> [Collected data]:
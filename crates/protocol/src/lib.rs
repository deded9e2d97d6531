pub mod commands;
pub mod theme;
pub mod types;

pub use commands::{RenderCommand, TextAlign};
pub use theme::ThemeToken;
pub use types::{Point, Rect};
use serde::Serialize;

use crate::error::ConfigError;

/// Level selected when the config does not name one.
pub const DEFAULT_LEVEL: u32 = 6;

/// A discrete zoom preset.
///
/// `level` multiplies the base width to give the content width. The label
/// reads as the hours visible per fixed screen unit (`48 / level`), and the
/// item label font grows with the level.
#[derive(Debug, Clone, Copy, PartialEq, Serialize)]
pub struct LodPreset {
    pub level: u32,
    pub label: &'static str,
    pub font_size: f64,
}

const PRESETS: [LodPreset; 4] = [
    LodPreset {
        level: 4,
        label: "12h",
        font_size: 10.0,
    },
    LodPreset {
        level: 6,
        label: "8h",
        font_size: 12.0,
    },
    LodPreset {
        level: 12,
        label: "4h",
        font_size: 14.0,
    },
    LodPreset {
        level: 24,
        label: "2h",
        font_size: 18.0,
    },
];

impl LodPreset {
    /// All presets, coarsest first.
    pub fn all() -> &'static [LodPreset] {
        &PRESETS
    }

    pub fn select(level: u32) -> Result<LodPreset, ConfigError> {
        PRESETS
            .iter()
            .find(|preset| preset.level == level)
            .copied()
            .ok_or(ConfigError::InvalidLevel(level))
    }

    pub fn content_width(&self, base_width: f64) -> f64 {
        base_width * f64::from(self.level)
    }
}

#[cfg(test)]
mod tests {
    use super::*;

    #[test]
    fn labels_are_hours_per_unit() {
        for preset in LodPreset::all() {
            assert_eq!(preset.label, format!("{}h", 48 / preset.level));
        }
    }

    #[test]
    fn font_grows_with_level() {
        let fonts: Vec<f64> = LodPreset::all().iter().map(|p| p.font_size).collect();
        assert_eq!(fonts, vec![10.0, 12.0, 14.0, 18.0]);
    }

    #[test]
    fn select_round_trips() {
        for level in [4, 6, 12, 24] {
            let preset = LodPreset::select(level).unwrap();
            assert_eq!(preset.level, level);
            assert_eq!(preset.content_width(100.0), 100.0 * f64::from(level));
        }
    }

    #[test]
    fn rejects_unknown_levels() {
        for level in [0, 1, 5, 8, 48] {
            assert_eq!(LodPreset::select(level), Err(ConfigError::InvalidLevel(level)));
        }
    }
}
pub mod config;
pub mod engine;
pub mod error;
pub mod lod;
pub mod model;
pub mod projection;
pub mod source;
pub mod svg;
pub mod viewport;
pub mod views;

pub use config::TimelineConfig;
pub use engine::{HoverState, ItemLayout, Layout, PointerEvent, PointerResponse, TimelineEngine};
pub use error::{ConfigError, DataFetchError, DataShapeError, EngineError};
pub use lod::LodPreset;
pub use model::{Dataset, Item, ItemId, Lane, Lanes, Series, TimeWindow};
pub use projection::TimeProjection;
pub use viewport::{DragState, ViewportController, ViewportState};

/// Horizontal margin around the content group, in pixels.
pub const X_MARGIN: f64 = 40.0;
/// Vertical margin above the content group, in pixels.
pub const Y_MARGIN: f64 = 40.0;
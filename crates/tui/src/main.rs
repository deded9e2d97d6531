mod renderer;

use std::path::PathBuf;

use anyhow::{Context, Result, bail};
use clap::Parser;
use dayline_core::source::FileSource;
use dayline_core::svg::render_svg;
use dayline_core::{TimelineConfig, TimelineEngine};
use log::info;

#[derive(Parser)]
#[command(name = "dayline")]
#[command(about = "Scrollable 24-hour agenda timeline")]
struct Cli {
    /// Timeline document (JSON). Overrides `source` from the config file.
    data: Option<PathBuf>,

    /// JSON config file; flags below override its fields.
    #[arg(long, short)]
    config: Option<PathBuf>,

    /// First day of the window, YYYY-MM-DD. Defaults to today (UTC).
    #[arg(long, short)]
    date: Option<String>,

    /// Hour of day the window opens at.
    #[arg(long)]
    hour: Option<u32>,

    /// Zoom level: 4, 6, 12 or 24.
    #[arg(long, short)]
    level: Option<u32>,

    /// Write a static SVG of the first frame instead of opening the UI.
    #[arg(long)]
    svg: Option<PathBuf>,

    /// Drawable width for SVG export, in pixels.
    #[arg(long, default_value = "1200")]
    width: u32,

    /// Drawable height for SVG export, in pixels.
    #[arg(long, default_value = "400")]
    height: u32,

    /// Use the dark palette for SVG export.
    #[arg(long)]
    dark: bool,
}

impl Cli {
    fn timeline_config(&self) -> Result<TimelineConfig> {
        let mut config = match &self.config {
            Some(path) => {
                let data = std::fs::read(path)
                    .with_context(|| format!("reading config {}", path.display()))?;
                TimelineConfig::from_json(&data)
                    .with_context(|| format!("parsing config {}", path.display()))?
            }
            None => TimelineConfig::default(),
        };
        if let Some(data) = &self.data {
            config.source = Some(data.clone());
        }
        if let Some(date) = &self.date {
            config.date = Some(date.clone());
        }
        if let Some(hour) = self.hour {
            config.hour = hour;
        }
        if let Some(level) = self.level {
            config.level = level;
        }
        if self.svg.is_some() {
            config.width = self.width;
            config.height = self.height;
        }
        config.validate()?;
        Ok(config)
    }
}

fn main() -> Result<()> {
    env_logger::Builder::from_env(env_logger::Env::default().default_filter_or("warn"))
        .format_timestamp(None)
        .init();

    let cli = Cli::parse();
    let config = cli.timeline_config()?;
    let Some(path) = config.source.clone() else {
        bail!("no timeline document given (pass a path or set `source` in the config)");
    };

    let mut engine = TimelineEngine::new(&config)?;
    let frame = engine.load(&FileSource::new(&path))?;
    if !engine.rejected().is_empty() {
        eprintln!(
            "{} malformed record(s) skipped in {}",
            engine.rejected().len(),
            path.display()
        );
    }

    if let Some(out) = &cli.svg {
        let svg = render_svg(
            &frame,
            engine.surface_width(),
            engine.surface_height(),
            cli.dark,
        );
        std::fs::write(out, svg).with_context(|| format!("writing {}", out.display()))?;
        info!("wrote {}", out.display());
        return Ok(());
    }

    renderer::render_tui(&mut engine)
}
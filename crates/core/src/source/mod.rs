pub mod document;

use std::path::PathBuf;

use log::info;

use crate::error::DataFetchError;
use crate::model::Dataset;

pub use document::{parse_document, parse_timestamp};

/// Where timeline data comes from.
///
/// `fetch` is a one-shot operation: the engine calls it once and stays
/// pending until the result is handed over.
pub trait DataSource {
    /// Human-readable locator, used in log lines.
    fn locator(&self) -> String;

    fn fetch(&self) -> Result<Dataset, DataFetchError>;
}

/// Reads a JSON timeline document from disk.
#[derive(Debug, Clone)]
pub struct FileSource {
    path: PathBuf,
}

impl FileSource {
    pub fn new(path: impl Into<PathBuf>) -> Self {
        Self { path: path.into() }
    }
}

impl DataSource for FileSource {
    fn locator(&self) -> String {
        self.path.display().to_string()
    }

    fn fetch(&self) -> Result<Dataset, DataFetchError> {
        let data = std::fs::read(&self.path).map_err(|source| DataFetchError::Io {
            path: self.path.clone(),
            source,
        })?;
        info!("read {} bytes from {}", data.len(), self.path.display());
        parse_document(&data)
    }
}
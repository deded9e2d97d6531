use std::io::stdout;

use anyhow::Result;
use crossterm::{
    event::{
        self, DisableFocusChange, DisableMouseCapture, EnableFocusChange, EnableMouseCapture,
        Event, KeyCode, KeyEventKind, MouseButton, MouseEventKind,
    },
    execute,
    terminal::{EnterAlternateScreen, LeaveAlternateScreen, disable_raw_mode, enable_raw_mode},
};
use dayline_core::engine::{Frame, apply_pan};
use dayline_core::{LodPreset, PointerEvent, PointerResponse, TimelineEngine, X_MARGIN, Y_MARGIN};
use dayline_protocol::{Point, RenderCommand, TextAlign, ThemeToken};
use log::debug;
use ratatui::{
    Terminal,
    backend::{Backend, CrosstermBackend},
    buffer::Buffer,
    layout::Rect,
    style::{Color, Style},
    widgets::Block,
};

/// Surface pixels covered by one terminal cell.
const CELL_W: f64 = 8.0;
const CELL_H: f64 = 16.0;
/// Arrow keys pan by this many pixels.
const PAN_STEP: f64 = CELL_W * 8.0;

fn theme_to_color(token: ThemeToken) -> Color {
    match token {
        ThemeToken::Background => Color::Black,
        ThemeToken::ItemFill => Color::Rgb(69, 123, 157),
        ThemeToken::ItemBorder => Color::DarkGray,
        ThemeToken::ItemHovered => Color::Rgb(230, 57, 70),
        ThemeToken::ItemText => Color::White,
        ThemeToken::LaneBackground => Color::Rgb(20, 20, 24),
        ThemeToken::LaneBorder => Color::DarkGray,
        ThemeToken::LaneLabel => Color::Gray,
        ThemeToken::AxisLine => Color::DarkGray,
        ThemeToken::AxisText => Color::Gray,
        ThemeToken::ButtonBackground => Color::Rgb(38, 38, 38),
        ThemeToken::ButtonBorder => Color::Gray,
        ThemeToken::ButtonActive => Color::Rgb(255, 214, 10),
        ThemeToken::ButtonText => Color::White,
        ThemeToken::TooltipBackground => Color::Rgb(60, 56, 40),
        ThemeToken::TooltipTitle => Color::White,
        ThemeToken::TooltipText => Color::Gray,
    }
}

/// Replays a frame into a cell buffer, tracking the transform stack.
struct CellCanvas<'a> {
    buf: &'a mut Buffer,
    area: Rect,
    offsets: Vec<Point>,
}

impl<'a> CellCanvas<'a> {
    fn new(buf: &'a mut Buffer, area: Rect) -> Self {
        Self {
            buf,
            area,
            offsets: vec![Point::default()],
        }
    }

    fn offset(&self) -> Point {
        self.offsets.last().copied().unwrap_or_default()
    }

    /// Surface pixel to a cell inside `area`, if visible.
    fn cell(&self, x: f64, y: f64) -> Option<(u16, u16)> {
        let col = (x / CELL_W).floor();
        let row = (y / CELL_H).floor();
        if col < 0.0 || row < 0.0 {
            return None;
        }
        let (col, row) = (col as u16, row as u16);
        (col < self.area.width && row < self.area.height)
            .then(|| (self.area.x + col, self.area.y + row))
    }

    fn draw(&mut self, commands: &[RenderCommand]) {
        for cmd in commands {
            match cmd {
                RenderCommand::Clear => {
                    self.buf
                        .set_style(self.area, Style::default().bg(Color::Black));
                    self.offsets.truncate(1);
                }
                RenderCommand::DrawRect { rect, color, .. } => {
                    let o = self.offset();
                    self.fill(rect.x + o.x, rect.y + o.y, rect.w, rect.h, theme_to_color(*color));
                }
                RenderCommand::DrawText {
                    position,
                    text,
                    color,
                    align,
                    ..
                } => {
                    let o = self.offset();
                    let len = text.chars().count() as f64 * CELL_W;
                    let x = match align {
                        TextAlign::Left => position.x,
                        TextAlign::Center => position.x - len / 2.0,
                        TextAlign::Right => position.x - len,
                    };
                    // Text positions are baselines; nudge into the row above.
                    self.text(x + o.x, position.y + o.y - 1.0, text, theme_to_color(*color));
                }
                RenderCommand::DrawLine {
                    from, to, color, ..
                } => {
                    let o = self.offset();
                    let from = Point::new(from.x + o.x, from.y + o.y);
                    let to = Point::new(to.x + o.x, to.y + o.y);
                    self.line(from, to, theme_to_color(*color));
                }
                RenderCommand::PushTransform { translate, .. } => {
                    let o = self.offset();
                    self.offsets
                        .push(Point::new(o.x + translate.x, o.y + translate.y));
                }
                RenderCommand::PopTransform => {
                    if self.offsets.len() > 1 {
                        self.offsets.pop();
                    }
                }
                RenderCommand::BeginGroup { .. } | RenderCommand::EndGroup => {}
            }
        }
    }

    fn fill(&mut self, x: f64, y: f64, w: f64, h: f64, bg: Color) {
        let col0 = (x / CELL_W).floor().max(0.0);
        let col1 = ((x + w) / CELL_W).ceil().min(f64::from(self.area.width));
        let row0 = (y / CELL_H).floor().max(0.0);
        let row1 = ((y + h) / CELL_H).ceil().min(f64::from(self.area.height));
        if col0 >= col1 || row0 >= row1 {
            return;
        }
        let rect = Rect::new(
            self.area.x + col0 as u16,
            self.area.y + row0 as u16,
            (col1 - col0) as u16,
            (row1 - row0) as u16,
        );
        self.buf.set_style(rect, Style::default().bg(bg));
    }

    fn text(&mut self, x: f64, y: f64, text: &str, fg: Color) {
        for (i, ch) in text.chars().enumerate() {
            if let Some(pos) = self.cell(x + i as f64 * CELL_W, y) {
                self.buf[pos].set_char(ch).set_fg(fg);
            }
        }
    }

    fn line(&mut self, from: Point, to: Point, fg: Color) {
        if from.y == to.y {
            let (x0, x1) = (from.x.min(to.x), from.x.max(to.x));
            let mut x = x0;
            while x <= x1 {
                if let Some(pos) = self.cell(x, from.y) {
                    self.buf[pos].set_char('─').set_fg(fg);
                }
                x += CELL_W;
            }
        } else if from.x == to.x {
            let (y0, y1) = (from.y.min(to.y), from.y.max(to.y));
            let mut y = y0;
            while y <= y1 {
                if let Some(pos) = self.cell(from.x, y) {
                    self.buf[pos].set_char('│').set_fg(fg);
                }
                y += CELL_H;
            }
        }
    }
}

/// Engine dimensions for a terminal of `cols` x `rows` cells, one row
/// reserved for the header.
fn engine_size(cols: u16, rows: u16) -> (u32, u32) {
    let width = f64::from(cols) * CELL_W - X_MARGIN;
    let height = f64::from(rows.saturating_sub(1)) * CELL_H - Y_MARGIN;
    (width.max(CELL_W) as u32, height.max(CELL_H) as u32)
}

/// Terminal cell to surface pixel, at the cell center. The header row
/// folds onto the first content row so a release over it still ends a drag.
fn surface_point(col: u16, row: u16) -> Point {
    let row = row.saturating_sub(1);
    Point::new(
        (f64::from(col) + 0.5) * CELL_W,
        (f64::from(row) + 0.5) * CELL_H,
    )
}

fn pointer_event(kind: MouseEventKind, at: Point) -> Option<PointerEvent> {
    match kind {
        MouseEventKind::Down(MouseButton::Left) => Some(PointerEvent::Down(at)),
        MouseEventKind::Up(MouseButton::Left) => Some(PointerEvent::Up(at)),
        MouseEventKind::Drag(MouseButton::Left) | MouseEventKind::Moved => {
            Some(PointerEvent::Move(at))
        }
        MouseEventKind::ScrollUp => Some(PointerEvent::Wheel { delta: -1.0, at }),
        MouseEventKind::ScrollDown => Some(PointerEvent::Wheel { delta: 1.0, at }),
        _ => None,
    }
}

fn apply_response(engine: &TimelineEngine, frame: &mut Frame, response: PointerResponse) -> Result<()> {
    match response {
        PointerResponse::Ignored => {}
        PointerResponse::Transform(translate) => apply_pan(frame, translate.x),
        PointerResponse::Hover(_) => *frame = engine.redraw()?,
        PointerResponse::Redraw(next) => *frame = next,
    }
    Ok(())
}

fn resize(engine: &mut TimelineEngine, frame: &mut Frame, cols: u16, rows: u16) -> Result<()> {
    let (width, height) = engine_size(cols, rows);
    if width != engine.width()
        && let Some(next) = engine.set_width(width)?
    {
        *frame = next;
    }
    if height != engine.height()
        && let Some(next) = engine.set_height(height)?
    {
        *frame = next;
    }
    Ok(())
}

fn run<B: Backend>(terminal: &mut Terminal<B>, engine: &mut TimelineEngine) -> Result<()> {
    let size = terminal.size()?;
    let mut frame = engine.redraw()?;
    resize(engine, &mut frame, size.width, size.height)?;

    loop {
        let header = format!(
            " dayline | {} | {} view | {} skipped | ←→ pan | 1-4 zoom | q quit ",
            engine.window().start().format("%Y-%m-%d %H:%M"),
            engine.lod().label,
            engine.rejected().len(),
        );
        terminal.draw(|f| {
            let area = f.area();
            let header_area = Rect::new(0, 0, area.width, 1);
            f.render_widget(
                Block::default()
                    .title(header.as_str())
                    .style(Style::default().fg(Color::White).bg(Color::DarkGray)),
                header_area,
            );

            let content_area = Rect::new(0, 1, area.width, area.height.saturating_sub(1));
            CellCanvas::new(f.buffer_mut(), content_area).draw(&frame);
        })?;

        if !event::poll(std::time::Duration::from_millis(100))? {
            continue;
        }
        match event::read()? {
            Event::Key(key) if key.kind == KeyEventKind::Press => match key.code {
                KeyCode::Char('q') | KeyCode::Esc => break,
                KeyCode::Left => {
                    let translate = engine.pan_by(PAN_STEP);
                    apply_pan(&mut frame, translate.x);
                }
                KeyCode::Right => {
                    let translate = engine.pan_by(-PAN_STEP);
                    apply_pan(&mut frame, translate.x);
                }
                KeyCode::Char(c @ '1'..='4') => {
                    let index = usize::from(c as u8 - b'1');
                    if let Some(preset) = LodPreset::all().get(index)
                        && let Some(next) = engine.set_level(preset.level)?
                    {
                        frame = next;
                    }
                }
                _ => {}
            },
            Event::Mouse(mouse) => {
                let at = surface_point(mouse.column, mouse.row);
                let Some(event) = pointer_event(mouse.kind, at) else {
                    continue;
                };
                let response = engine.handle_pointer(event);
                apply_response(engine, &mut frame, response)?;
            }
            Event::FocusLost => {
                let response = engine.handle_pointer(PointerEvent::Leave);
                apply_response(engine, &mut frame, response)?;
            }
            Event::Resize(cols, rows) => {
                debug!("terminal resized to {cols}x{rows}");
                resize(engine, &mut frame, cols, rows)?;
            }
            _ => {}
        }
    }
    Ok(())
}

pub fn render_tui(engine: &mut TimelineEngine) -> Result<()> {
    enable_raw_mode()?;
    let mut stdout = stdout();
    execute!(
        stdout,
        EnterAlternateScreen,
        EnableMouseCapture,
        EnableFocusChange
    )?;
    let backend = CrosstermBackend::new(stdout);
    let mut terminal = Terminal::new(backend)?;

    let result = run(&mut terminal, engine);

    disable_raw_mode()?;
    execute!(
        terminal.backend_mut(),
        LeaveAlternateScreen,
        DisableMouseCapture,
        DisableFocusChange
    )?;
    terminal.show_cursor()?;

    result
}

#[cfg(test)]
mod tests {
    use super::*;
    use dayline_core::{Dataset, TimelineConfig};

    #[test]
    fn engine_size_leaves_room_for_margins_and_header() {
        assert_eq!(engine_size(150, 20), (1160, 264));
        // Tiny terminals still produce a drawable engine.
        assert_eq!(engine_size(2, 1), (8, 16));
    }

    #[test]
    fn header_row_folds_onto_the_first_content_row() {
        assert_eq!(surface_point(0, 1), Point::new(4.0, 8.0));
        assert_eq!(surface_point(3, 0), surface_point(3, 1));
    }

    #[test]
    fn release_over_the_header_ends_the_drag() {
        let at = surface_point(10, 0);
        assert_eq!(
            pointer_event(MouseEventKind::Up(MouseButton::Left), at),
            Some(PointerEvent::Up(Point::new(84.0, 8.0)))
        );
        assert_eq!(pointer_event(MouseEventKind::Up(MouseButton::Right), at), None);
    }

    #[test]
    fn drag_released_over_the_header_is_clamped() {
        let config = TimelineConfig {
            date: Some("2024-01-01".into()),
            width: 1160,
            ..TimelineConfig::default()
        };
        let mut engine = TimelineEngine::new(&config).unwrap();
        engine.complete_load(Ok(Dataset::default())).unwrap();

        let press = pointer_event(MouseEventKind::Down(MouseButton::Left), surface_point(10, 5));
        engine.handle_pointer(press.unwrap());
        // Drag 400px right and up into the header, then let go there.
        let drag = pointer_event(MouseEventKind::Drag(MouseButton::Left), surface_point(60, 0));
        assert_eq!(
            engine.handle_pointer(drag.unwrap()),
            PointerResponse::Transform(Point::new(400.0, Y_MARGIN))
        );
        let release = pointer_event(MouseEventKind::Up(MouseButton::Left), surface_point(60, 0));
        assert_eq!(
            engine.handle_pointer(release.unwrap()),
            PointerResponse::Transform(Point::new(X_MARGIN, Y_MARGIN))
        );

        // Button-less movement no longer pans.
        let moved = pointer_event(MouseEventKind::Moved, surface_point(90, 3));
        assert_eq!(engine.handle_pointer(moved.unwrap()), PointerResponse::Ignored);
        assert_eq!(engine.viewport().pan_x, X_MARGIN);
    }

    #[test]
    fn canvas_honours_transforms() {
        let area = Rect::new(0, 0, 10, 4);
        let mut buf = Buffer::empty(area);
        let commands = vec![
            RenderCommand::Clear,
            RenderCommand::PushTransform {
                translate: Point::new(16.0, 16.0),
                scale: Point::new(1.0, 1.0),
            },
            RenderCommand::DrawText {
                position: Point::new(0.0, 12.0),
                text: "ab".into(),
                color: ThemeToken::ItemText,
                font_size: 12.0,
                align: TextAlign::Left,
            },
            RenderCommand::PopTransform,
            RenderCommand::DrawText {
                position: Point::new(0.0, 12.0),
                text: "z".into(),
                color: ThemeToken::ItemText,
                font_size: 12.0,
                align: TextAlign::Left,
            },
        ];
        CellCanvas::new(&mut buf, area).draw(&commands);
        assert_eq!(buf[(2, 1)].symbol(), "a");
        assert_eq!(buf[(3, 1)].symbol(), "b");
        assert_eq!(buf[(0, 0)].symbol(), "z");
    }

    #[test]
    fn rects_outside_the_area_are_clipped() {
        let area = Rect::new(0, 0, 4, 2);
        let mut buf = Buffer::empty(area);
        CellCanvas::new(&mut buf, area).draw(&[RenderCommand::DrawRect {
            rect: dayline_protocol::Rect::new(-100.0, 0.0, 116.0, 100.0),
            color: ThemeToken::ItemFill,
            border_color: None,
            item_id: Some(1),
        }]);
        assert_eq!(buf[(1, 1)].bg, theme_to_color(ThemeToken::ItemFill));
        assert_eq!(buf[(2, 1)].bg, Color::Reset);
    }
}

> [TASK OBJECTIVE]: Collect each line of the entries that has the word "bail", copying it in full.

> [COMPLETED TASK]:
use anyhow::{Context, Result, bail};
        bail!("no timeline document given (pass a path or set `source` in the config)");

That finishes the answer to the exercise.